→ **Entries supplied**

//! Metrics collection and exposition.
//!
//! # Metrics
//! - `cds_config_updates_total` (counter): store mutations by `op`
//! - `cds_configs` (gauge): configs currently stored
//! - `cds_subscriptions` (gauge): live subscriptions
//! - `cds_active_connections` (gauge): open watch websockets on the server
//! - `cds_client_reconnects_total` (counter): client reconnect attempts

use std::net::SocketAddr;

use metrics_exporter_prometheus::PrometheusBuilder;

/// Start the Prometheus exporter on `addr`.
pub fn init_metrics(addr: SocketAddr) {
    match PrometheusBuilder::new().with_http_listener(addr).install() {
        Ok(()) => tracing::info!(address = %addr, "Metrics exporter listening"),
        Err(e) => tracing::error!(address = %addr, error = %e, "Failed to install metrics exporter"),
    }
}

pub fn record_config_update(op: &'static str) {
    ::metrics::counter!("cds_config_updates_total", "op" => op).increment(1);
}

pub fn record_config_count(count: usize) {
    ::metrics::gauge!("cds_configs").set(count as f64);
}

pub fn record_subscription_count(count: usize) {
    ::metrics::gauge!("cds_subscriptions").set(count as f64);
}

pub fn record_connection_count(count: usize) {
    ::metrics::gauge!("cds_active_connections").set(count as f64);
}

pub fn record_client_reconnect(topic: &str) {
    ::metrics::counter!("cds_client_reconnects_total", "topic" => topic.to_string()).increment(1);
}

→ **Exercise requirements**
Could you copy the listing above word for word?

→ **Solution below**
//! Metrics collection and exposition.
//!
//! # Metrics
//! - `cds_config_updates_total` (counter): store mutations by `op`
//! - `cds_configs` (gauge): configs currently stored
//! - `cds_subscriptions` (gauge): live subscriptions
//! - `cds_active_connections` (gauge): open watch websockets on the server
//! - `cds_client_reconnects_total` (counter): client reconnect attempts

use std::net::SocketAddr;

use metrics_exporter_prometheus::PrometheusBuilder;

/// Start the Prometheus exporter on `addr`.
pub fn init_metrics(addr: SocketAddr) {
    match PrometheusBuilder::new().with_http_listener(addr).install() {
        Ok(()) => tracing::info!(address = %addr, "Metrics exporter listening"),
        Err(e) => tracing::error!(address = %addr, error = %e, "Failed to install metrics exporter"),
    }
}

pub fn record_config_update(op: &'static str) {
    ::metrics::counter!("cds_config_updates_total", "op" => op).increment(1);
}

pub fn record_config_count(count: usize) {
    ::metrics::gauge!("cds_configs").set(count as f64);
}

pub fn record_subscription_count(count: usize) {
    ::metrics::gauge!("cds_subscriptions").set(count as f64);
}

pub fn record_connection_count(count: usize) {
    ::metrics::gauge!("cds_active_connections").set(count as f64);
}

pub fn record_client_reconnect(topic: &str) {
    ::metrics::counter!("cds_client_reconnects_total", "topic" => topic.to_string()).increment(1);
}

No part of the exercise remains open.